Tabular Data Service Model and Operations

Data Model

Tables in the Tabular Data system are entities made of two separate elements:

Raw data: This can be imagined as the data contained in user provided CSV files
Metadata
- Data structure: this metadata describes how data is structured (e.g.: columns number or column data type) and how raw data can be reached
- Enriching Metadata: This metadata adds information on top of raw data and provides some context or additional information on top of it.

Raw data is managed directly by leveraging relational database services (PostgreSQL with Postgis extension). Metadata is managed and represented through a metadata model library called tabular-model. Tabular Model provides

a description for tables entities covering the minimum table structure description requirements
elements that helps in enriching tables with additional metadata (column labels, descriptions, table version, etc.)

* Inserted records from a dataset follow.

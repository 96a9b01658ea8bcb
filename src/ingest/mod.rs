//! Ingest - 문서 및 지도 수집
//!
//! PDF 문서는 텍스트 추출 후 패시지로 인덱싱하고,
//! 지도 이미지는 정규화 픽셀 페이로드로 저장합니다.

use std::io::Cursor;
use std::path::Path;

use anyhow::{Context, Result};
use base64::{engine::general_purpose::STANDARD, Engine};
use chrono::Utc;
use image::imageops::FilterType;
use regex::Regex;
use walkdir::WalkDir;

use crate::knowledge::PassageRetriever;
use crate::maps::{ExtractionMethod, ImageRecord, MapIndex};

/// 수집 시 지도 저장 해상도
const MAP_STORE_SIDE: u32 = 224;

/// 미리보기 최대 크기 및 base64 절단 길이
const PREVIEW_MAX_SIDE: u32 = 800;
const PREVIEW_B64_LIMIT: usize = 1000;

// ============================================================================
// Document ingestion
// ============================================================================

/// 문서 수집 통계
#[derive(Debug, Clone, Default)]
pub struct IngestStats {
    pub files_processed: usize,
    pub files_failed: usize,
    pub passages_indexed: usize,
}

/// 디렉토리의 PDF 문서를 재귀 수집
pub async fn ingest_docs(retriever: &PassageRetriever, dir: &Path) -> Result<IngestStats> {
    if !dir.is_dir() {
        anyhow::bail!("Not a directory: {:?}", dir);
    }

    let mut stats = IngestStats::default();

    for entry in WalkDir::new(dir).into_iter().filter_map(|e| e.ok()) {
        let path = entry.path();
        if !path.is_file() || !has_extension(path, &["pdf"]) {
            continue;
        }

        let file_name = display_file_name(path);
        tracing::info!("Extracting PDF: {}", file_name);

        // pdf-extract는 동기 API라 블로킹 풀에서 실행
        let owned = path.to_path_buf();
        let extracted = tokio::task::spawn_blocking(move || extract_pdf_text(&owned))
            .await
            .context("PDF extraction task panicked")?;

        let text = match extracted {
            Ok(t) => t,
            Err(e) => {
                tracing::warn!("Failed to extract {}: {}", file_name, e);
                stats.files_failed += 1;
                continue;
            }
        };

        if text.trim().is_empty() {
            tracing::warn!("No text in PDF (scanned document?): {}", file_name);
            stats.files_failed += 1;
            continue;
        }

        match retriever.index_text(&file_name, &text).await {
            Ok(outcome) => {
                stats.files_processed += 1;
                stats.passages_indexed += outcome.passage_count;
            }
            Err(e) => {
                tracing::warn!("Failed to index {}: {}", file_name, e);
                stats.files_failed += 1;
            }
        }
    }

    Ok(stats)
}

fn extract_pdf_text(path: &Path) -> Result<String> {
    let bytes =
        std::fs::read(path).with_context(|| format!("Failed to read PDF: {:?}", path))?;
    pdf_extract::extract_text_from_mem(&bytes)
        .with_context(|| format!("Failed to extract text from PDF: {:?}", path))
}

// ============================================================================
// Map ingestion
// ============================================================================

/// 지도 수집 통계
#[derive(Debug, Clone, Default)]
pub struct MapIngestStats {
    pub images_indexed: usize,
    pub images_failed: usize,
}

/// 디렉토리의 지도 이미지를 재귀 수집
///
/// 기존 인덱스는 먼저 비워집니다 (재수집 = 전체 교체).
/// 파일명의 `_p<N>` / `_i<N>` 패턴에서 페이지/순번을 파싱합니다.
pub async fn ingest_maps(index: &MapIndex, dir: &Path) -> Result<MapIngestStats> {
    if !dir.is_dir() {
        anyhow::bail!("Not a directory: {:?}", dir);
    }

    index.clear().context("Failed to clear map index")?;

    let page_re = Regex::new(r"_p(\d+)").context("Invalid page regex")?;
    let image_re = Regex::new(r"_i(\d+)").context("Invalid image index regex")?;

    let mut stats = MapIngestStats::default();

    for entry in WalkDir::new(dir).into_iter().filter_map(|e| e.ok()) {
        let path = entry.path();
        if !path.is_file() || !has_extension(path, &["png", "jpg", "jpeg"]) {
            continue;
        }

        let file_name = display_file_name(path);
        let relative_path = path
            .strip_prefix(dir)
            .unwrap_or(path)
            .to_string_lossy()
            .replace('\\', "/");
        let folder = path
            .parent()
            .and_then(|p| p.file_name())
            .and_then(|n| n.to_str())
            .unwrap_or("")
            .to_string();

        let stem = path
            .file_stem()
            .and_then(|s| s.to_str())
            .unwrap_or(&file_name)
            .to_string();
        let page_number = capture_number(&page_re, &stem).unwrap_or(1);
        let image_index = capture_number(&image_re, &stem).unwrap_or(1);

        let byte_size = entry.metadata().map(|m| m.len()).unwrap_or(0);

        // 디코딩/리사이즈는 CPU 바운드라 블로킹 풀에서 실행
        let owned = path.to_path_buf();
        let loaded = tokio::task::spawn_blocking(move || load_map_image(&owned))
            .await
            .context("Image processing task panicked")?;

        let (width, height, payload, preview_b64) = match loaded {
            Ok(v) => v,
            Err(e) => {
                tracing::warn!("Failed to process image {}: {}", file_name, e);
                stats.images_failed += 1;
                continue;
            }
        };

        let id = format!("{}_p{}_i{}", stem, page_number, image_index);
        let doc_text = format!("{}_p{}_i{}", relative_path, page_number, image_index);

        let record = ImageRecord {
            id,
            source_file: file_name.clone(),
            relative_path,
            folder,
            page_number,
            image_index,
            width,
            height,
            method: ExtractionMethod::Rendered,
            byte_size,
            preview_b64: Some(preview_b64),
            doc_text,
            payload,
            created_at: Utc::now(),
        };

        match index.insert(&record) {
            Ok(()) => {
                tracing::info!("Indexed map: {}", file_name);
                stats.images_indexed += 1;
            }
            Err(e) => {
                tracing::warn!("Failed to index map {}: {}", file_name, e);
                stats.images_failed += 1;
            }
        }
    }

    Ok(stats)
}

/// 이미지 로드 + 정규화 페이로드 + 미리보기 생성
fn load_map_image(path: &Path) -> Result<(u32, u32, Vec<f32>, String)> {
    let img = image::open(path).with_context(|| format!("Failed to open image: {:?}", path))?;
    let (width, height) = (img.width(), img.height());

    // 저장용: 224x224 RGB, [0,1] 정규화
    let resized = img
        .resize_exact(MAP_STORE_SIDE, MAP_STORE_SIDE, FilterType::Lanczos3)
        .to_rgb8();
    let payload: Vec<f32> = resized.as_raw().iter().map(|&b| b as f32 / 255.0).collect();

    // 미리보기: 축소 JPEG base64 (절단)
    let thumb = img.thumbnail(PREVIEW_MAX_SIDE, PREVIEW_MAX_SIDE).to_rgb8();
    let mut jpeg_bytes = Vec::new();
    thumb
        .write_to(&mut Cursor::new(&mut jpeg_bytes), image::ImageFormat::Jpeg)
        .context("Failed to encode preview")?;
    let mut preview = STANDARD.encode(&jpeg_bytes);
    preview.truncate(PREVIEW_B64_LIMIT);

    Ok((width, height, payload, preview))
}

// ============================================================================
// Helpers
// ============================================================================

fn has_extension(path: &Path, extensions: &[&str]) -> bool {
    path.extension()
        .and_then(|e| e.to_str())
        .map(|e| {
            let e = e.to_lowercase();
            extensions.contains(&e.as_str())
        })
        .unwrap_or(false)
}

fn display_file_name(path: &Path) -> String {
    path.file_name()
        .and_then(|n| n.to_str())
        .unwrap_or("unknown")
        .to_string()
}

fn capture_number(re: &Regex, s: &str) -> Option<i32> {
    re.captures(s)
        .and_then(|c| c.get(1))
        .and_then(|m| m.as_str().parse().ok())
}

// ============================================================================
// Tests
// ============================================================================

#[cfg(test)]
mod tests {
    use super::*;

    #[test]
    fn test_capture_page_and_index() {
        let page_re = Regex::new(r"_p(\d+)").unwrap();
        let image_re = Regex::new(r"_i(\d+)").unwrap();

        assert_eq!(capture_number(&page_re, "Mapa_Trilhas_p3_i2"), Some(3));
        assert_eq!(capture_number(&image_re, "Mapa_Trilhas_p3_i2"), Some(2));
        assert_eq!(capture_number(&page_re, "Mapa_Simples"), None);
    }

    #[test]
    fn test_has_extension_is_case_insensitive() {
        assert!(has_extension(Path::new("a/Mapa.PNG"), &["png", "jpg"]));
        assert!(has_extension(Path::new("doc.pdf"), &["pdf"]));
        assert!(!has_extension(Path::new("doc.txt"), &["pdf"]));
    }

    #[test]
    fn test_map_payload_normalization() {
        use tempfile::TempDir;

        let dir = TempDir::new().unwrap();
        let path = dir.path().join("mapa_p1_i1.png");

        // 단색 이미지 저장 후 로드
        let img = image::RgbImage::from_pixel(64, 64, image::Rgb([255, 0, 128]));
        img.save(&path).unwrap();

        let (width, height, payload, preview) = load_map_image(&path).unwrap();
        assert_eq!((width, height), (64, 64));
        assert_eq!(payload.len(), (MAP_STORE_SIDE * MAP_STORE_SIDE * 3) as usize);
        assert!(payload.iter().all(|v| (0.0..=1.0).contains(v)));
        assert!(!preview.is_empty());
    }
}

Tabular Model is GWT friendly, which means that it can be used in GWT Web application on client side, since it's java beans are translatable into javascript code.

Tabular Data Dataset

Tabular Data Codelist

Tabular Data Metadata

Lineage

Tabular Data Template

Operations

Operation modules are a group of Java classes that provide, each one, a single functionality to the system. Functionality provided by operation modules may fall under one of these categories:

Data Import: a set of operations supporting the ingestion of datasets in the Tabular Data service;
Data Validation: a set of operations supporting ...
Data Transformation: a set of operations supporting data manipulation, e.g. filtering, aggregation, etc.
Data Export: a set of operations supporting the transfer of Tabular Data products in a format that can be used by other systems;

Each Operation takes an input, which is a set of parameters. These parameters may include a tabular data table or a column of a tabular data table or none of them (like in the import case). Along with additional parameters, each operation must belong to one of these categories:

Void scoped: does not require a table to compute
Table scoped: requires a target table to compute
Column scope: requires a target table column to compute

Each operation produce, as a result of its computation, a table and zero or more collateral tables. The create tables are always a new table probably created by first cloning the input table, if any is provided.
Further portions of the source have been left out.